Directions: Go through the data and tally the lines that include "flipped". The reply is that number alone.

The data:
..........
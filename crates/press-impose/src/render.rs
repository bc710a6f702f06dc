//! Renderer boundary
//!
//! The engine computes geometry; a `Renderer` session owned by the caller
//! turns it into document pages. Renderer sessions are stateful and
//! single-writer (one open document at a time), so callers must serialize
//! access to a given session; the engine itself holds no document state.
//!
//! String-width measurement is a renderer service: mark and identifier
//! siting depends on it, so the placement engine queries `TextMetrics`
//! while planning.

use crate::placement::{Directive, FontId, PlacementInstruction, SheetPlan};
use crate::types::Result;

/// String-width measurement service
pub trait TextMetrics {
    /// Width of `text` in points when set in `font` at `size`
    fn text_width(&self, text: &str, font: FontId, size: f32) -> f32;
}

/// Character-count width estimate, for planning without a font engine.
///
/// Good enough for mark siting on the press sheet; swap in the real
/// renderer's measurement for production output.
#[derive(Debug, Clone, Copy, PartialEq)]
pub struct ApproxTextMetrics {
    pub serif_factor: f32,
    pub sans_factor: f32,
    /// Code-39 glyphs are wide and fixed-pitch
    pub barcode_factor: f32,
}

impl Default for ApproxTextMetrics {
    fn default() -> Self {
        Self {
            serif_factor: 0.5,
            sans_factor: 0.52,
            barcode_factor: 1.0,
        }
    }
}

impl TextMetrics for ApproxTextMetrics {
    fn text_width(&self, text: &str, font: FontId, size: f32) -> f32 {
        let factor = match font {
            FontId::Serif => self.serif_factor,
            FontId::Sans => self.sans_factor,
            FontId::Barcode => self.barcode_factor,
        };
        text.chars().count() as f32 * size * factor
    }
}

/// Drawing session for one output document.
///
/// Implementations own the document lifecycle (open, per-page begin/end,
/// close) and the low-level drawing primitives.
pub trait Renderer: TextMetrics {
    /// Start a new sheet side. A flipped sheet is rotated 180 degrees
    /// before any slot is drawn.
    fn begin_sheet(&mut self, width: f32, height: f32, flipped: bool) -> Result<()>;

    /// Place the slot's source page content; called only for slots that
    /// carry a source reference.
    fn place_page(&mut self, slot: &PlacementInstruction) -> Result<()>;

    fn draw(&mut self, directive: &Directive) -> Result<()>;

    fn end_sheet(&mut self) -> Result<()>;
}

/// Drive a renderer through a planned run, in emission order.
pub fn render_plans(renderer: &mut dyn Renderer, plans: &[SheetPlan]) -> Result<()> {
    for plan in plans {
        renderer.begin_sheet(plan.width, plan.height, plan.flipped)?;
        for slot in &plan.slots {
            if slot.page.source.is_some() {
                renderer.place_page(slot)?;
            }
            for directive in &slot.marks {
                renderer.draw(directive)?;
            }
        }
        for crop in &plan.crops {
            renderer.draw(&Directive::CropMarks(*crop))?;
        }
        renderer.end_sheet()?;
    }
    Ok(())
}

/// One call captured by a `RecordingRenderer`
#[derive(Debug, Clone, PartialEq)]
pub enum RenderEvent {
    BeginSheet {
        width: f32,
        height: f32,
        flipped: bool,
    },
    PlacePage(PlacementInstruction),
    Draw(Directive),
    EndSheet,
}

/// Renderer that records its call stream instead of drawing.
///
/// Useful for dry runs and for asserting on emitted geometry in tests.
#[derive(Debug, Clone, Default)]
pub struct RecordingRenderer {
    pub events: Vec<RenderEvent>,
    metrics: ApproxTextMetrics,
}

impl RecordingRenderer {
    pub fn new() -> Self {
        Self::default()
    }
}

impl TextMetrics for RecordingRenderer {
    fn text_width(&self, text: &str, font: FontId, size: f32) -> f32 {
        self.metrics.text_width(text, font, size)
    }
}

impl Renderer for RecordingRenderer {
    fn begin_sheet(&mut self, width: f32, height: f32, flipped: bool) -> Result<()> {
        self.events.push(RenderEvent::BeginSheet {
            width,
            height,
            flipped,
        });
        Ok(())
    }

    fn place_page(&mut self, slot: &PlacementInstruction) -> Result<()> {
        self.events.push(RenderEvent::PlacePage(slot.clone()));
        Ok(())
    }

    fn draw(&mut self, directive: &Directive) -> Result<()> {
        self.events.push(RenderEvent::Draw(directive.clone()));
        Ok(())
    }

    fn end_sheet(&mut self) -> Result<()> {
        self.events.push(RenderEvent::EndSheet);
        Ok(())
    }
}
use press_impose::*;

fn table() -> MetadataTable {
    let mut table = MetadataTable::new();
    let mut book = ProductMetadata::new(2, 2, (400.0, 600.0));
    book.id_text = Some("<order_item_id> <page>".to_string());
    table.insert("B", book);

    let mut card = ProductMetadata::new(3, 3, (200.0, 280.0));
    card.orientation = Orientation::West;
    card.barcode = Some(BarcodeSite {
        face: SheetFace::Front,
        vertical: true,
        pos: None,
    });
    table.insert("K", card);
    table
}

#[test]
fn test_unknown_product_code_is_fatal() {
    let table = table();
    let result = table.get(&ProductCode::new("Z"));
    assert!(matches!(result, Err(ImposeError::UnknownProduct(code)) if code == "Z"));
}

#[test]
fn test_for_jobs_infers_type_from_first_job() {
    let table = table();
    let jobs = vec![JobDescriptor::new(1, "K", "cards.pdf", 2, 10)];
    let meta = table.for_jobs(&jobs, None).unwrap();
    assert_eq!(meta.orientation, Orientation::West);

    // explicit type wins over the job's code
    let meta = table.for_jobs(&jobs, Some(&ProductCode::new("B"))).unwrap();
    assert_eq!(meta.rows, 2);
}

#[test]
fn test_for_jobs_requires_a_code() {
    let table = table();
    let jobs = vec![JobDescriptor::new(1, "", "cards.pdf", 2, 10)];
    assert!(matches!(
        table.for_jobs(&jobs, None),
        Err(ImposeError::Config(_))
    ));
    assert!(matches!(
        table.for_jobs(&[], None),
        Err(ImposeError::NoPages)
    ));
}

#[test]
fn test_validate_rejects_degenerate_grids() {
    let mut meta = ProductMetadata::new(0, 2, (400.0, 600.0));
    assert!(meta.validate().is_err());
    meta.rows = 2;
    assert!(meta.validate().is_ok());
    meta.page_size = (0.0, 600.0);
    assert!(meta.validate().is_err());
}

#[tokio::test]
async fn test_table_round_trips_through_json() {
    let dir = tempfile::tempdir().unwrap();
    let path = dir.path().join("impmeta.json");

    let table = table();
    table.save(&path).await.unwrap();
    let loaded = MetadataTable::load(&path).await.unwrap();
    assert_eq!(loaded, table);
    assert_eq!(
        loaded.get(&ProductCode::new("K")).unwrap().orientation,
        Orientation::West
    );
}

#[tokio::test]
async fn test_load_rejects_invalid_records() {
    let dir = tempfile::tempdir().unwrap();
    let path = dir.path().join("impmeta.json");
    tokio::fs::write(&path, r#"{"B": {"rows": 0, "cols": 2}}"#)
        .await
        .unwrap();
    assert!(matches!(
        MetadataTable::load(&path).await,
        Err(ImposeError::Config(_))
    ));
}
..........
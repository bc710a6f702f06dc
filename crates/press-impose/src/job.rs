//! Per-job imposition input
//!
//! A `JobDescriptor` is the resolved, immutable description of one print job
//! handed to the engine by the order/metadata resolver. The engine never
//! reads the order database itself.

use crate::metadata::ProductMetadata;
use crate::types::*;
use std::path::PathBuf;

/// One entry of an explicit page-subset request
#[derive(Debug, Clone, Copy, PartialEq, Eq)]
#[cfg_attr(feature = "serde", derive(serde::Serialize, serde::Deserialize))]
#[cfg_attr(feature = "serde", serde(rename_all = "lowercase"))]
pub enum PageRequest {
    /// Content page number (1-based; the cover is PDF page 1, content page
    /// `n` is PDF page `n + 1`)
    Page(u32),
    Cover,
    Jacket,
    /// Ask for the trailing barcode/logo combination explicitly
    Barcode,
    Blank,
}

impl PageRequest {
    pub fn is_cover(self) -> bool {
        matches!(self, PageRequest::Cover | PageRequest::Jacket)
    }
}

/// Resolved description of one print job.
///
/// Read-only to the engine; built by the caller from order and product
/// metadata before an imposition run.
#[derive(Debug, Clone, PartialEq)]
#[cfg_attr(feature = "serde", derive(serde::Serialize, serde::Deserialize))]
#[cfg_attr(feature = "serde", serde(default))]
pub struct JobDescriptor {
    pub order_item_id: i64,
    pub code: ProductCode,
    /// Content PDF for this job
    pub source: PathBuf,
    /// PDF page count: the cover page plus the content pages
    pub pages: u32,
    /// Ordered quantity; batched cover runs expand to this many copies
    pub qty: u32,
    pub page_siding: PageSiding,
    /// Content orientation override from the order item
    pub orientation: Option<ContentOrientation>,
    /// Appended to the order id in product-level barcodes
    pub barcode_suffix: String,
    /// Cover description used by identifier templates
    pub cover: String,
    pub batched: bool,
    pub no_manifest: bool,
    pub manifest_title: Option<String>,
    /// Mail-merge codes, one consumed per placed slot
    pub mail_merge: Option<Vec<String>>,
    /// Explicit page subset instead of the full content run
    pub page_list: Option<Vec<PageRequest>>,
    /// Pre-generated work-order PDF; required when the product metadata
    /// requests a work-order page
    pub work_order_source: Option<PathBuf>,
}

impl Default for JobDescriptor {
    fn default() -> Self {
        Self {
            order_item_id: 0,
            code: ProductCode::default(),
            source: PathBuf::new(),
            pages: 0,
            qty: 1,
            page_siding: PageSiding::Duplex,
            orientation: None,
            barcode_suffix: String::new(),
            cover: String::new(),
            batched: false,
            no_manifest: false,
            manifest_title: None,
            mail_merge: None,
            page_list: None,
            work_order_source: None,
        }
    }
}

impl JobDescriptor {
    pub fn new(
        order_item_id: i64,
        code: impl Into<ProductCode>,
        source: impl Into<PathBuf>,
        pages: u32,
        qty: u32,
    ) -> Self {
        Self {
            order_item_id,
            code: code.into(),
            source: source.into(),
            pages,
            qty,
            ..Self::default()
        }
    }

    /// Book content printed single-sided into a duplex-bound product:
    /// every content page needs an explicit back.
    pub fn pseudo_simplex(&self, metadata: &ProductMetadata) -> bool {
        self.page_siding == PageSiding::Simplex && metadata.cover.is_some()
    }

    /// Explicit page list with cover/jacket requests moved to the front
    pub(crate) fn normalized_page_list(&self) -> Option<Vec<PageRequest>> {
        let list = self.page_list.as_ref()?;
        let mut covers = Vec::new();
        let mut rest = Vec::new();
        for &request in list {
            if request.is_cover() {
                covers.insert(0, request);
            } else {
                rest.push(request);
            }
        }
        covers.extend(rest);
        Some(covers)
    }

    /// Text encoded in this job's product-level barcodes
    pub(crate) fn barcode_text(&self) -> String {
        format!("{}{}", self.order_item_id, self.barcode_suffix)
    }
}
..........
Written response: 6